Governance is a product area whose time has come. This product category encompasses a broad range of use cases, including discovery of data assets, viewing lineage information, and just generally providing data consumers with the context needed to navigate the sprawling data footprints inside of data-forward organizations. This problem has only been made more painful by the modern data stack to-date, since it has become increasingly easy to ingest, model, and analyze more data.
Without good governance, more data == more chaos == less trust.
While there have been commercial products in this space for some time (Collibra and Alation are most often cited), they tend to be focused on the enterprise buyer and therefore haven’t seen the broad adoption that is true for the rest of the modern data stack. As such, most companies don’t use a governance product today.

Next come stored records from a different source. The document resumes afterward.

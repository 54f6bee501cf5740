//! Process-local [`DecisionStore`] backend.
//!
//! Used when the proxy is started with `--memory-store` and by unit/
//! integration tests that want a decision store without a running
//! Redis instance. Same semantics as [`super::redis_store::RedisStore`]
//! minus persistence and TTL expiry (TTL is tracked but never swept -
//! good enough for a process that restarts clean on every run).

use std::collections::HashSet;
use std::sync::Mutex;

use async_trait::async_trait;
use dashmap::DashMap;

use super::{
    DecisionStore, ProxyMode, RecordEdit, RequestRecord, RequestSummary, ResponseRecord, Status,
    StoreHealth,
};
use crate::error::StoreError;

struct PolicyConfig {
    mode: ProxyMode,
    blocked_domains: HashSet<String>,
    blocked_keywords: HashSet<String>,
}

impl Default for PolicyConfig {
    fn default() -> Self {
        Self {
            mode: ProxyMode::Intercept,
            blocked_domains: HashSet::new(),
            blocked_keywords: HashSet::new(),
        }
    }
}

pub struct MemoryStore {
    requests: DashMap<String, RequestRecord>,
    /// newest-first, mirrors `pending_requests` (a Redis list via `lpush`).
    pending_order: Mutex<Vec<String>>,
    responses: DashMap<String, ResponseRecord>,
    policy: Mutex<PolicyConfig>,
}

impl MemoryStore {
    pub fn new() -> Self {
        Self {
            requests: DashMap::new(),
            pending_order: Mutex::new(Vec::new()),
            responses: DashMap::new(),
            policy: Mutex::new(PolicyConfig::default()),
        }
    }
}

impl Default for MemoryStore {
    fn default() -> Self {
        Self::new()
    }
}

#[async_trait]
impl DecisionStore for MemoryStore {
    async fn save_request(&self, record: RequestRecord) -> Result<(), StoreError> {
        self.pending_order.lock().unwrap().insert(0, record.id.clone());
        self.requests.insert(record.id.clone(), record);
        Ok(())
    }

    async fn get_request(&self, id: &str) -> Result<Option<RequestRecord>, StoreError> {
        Ok(self.requests.get(id).map(|r| r.clone()))
    }

    async fn update_request_status(&self, id: &str, status: Status) -> Result<(), StoreError> {
        let mut entry = self
            .requests
            .get_mut(id)
            .ok_or_else(|| StoreError::NotFound(id.to_string()))?;
        entry.status = status;
        Ok(())
    }

    async fn get_request_status(&self, id: &str) -> Result<Status, StoreError> {
        Ok(self
            .requests
            .get(id)
            .map(|r| r.status)
            .unwrap_or(Status::Pending))
    }

    async fn update_request_data(&self, id: &str, edit: RecordEdit) -> Result<(), StoreError> {
        let mut entry = self
            .requests
            .get_mut(id)
            .ok_or_else(|| StoreError::NotFound(id.to_string()))?;
        if let Some(headers) = edit.headers {
            entry.headers = headers;
        }
        if let Some(body) = edit.body {
            entry.body = body;
        }
        Ok(())
    }

    async fn delete_request(&self, id: &str) -> Result<(), StoreError> {
        self.requests.remove(id);
        self.pending_order.lock().unwrap().retain(|x| x != id);
        Ok(())
    }

    async fn list_pending_requests(&self) -> Result<Vec<RequestSummary>, StoreError> {
        let order = self.pending_order.lock().unwrap().clone();
        Ok(order
            .into_iter()
            .filter_map(|id| {
                self.requests.get(&id).map(|r| RequestSummary {
                    id: r.id.clone(),
                    hostname: r.hostname.clone(),
                    method: r.method.clone(),
                    path: r.path.clone(),
                    timestamp: r.timestamp.clone(),
                })
            })
            .collect())
    }

    async fn save_response(&self, id: &str, record: ResponseRecord) -> Result<(), StoreError> {
        self.responses.insert(id.to_string(), record);
        Ok(())
    }

    async fn get_response(&self, id: &str) -> Result<Option<ResponseRecord>, StoreError> {
        Ok(self.responses.get(id).map(|r| r.clone()))
    }

    async fn update_response_status(&self, id: &str, status: Status) -> Result<(), StoreError> {
        let mut entry = self
            .responses
            .get_mut(id)
            .ok_or_else(|| StoreError::NotFound(id.to_string()))?;
        entry.status = status;
        Ok(())
    }

    async fn get_response_status(&self, id: &str) -> Result<Status, StoreError> {
        Ok(self
            .responses
            .get(id)
            .map(|r| r.status)
            .unwrap_or(Status::Pending))
    }

    async fn update_response_data(&self, id: &str, edit: RecordEdit) -> Result<(), StoreError> {
        let mut entry = self
            .responses
            .get_mut(id)
            .ok_or_else(|| StoreError::NotFound(id.to_string()))?;
        if let Some(headers) = edit.headers {
            entry.headers = headers;
        }
        if let Some(body) = edit.body {
            entry.body = body;
        }
        Ok(())
    }

    async fn get_mode(&self) -> Result<ProxyMode, StoreError> {
        Ok(self.policy.lock().unwrap().mode)
    }

    async fn set_mode(&self, mode: ProxyMode) -> Result<(), StoreError> {
        self.policy.lock().unwrap().mode = mode;
        Ok(())
    }

    async fn blocked_domains(&self) -> Result<Vec<String>, StoreError> {
        Ok(self.policy.lock().unwrap().blocked_domains.iter().cloned().collect())
    }

    async fn add_blocked_domain(&self, domain: &str) -> Result<(), StoreError> {
        self.policy.lock().unwrap().blocked_domains.insert(domain.to_string());
        Ok(())
    }

    async fn remove_blocked_domain(&self, domain: &str) -> Result<(), StoreError> {
        self.policy.lock().unwrap().blocked_domains.remove(domain);
        Ok(())
    }

    async fn blocked_keywords(&self) -> Result<Vec<String>, StoreError> {
        Ok(self.policy.lock().unwrap().blocked_keywords.iter().cloned().collect())
    }

    async fn add_blocked_keyword(&self, keyword: &str) -> Result<(), StoreError> {
        self.policy.lock().unwrap().blocked_keywords.insert(keyword.to_string());
        Ok(())
    }

    async fn remove_blocked_keyword(&self, keyword: &str) -> Result<(), StoreError> {
        self.policy.lock().unwrap().blocked_keywords.remove(keyword);
        Ok(())
    }

    async fn flush_all(&self) -> Result<(), StoreError> {
        self.requests.clear();
        self.pending_order.lock().unwrap().clear();
        self.responses.clear();
        *self.policy.lock().unwrap() = PolicyConfig::default();
        Ok(())
    }

    async fn health(&self) -> StoreHealth {
        StoreHealth {
            status: "connected".to_string(),
            detail: Some("in-memory store".to_string()),
        }
    }
}

#[cfg(test)]
mod tests {
    use super::*;

    fn sample_request(id: &str) -> RequestRecord {
        RequestRecord {
            id: id.to_string(),
            hostname: "example.test".to_string(),
            method: "GET".to_string(),
            path: "/hello".to_string(),
            version: "HTTP/1.1".to_string(),
            headers: vec![("Host".to_string(), "example.test".to_string())],
            body: String::new(),
            timestamp: "2026-01-01T00:00:00Z".to_string(),
            status: Status::Pending,
        }
    }

    #[tokio::test]
    async fn save_then_list_is_newest_first() {
        let store = MemoryStore::new();
        store.save_request(sample_request("a")).await.unwrap();
        store.save_request(sample_request("b")).await.unwrap();
        let pending = store.list_pending_requests().await.unwrap();
        assert_eq!(pending[0].id, "b");
        assert_eq!(pending[1].id, "a");
    }

    #[tokio::test]
    async fn status_round_trips() {
        let store = MemoryStore::new();
        store.save_request(sample_request("a")).await.unwrap();
        assert_eq!(store.get_request_status("a").await.unwrap(), Status::Pending);
        store.update_request_status("a", Status::Allowed).await.unwrap();
        assert_eq!(store.get_request_status("a").await.unwrap(), Status::Allowed);
    }

    #[tokio::test]
    async fn delete_removes_from_pending_list() {
        let store = MemoryStore::new();
        store.save_request(sample_request("a")).await.unwrap();
        store.delete_request("a").await.unwrap();
        assert!(store.list_pending_requests().await.unwrap().is_empty());
        assert!(store.get_request("a").await.unwrap().is_none());
    }

    #[tokio::test]
    async fn update_request_data_is_partial() {
        let store = MemoryStore::new();
        store.save_request(sample_request("a")).await.unwrap();
        store
            .update_request_data(
                "a",
                RecordEdit {
                    headers: None,
                    body: Some("replaced".to_string()),
                },
            )
            .await
            .unwrap();
        let record = store.get_request("a").await.unwrap().unwrap();
        assert_eq!(record.body, "replaced");
        assert_eq!(record.headers.len(), 1);
    }

    #[tokio::test]
    async fn set_mode_then_get_mode_round_trips() {
        let store = MemoryStore::new();
        assert_eq!(store.get_mode().await.unwrap(), ProxyMode::Intercept);
        store.set_mode(ProxyMode::Filter).await.unwrap();
        assert_eq!(store.get_mode().await.unwrap(), ProxyMode::Filter);
    }

    #[tokio::test]
    async fn blocked_domains_add_and_remove() {
        let store = MemoryStore::new();
        store.add_blocked_domain("ads.test").await.unwrap();
        assert_eq!(store.blocked_domains().await.unwrap(), vec!["ads.test".to_string()]);
        store.remove_blocked_domain("ads.test").await.unwrap();
        assert!(store.blocked_domains().await.unwrap().is_empty());
    }

    #[tokio::test]
    async fn flush_all_clears_everything() {
        let store = MemoryStore::new();
        store.save_request(sample_request("a")).await.unwrap();
        store.set_mode(ProxyMode::Filter).await.unwrap();
        store.add_blocked_domain("ads.test").await.unwrap();
        store.flush_all().await.unwrap();
        assert!(store.list_pending_requests().await.unwrap().is_empty());
        assert_eq!(store.get_mode().await.unwrap(), ProxyMode::Intercept);
        assert!(store.blocked_domains().await.unwrap().is_empty());
    }
}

I’ve written a lot about this topic, as it’s one that’s very adjacent to the work we do with dbt. dbt actually has its own extremely lightweight governance interface—dbt Docs—and we anticipate doing a lot of work to extend this existing functionality in the coming years.
Our interest in this area was very much inspired by the work done inside of Big Tech. Many big tech companies have built internal data governance products that are quite good:
- Linkedin has DataHub
- Lyft has Amundsen
- WeWork has Marquez
- Airbnb has Dataportal
- Spotify has Lexikon
- Netflix has Metacat
- Uber has Databook
(I’m sure I’m missing some here, so my apologies if you’re affiliated with a project that I didn’t name.)
More than a couple of the folks who have been involved in these projects have since left the service of their Big Tech employer to commercialize their work. There is also broad VC enthusiasm for this trend. This combination is a recipe for innovation.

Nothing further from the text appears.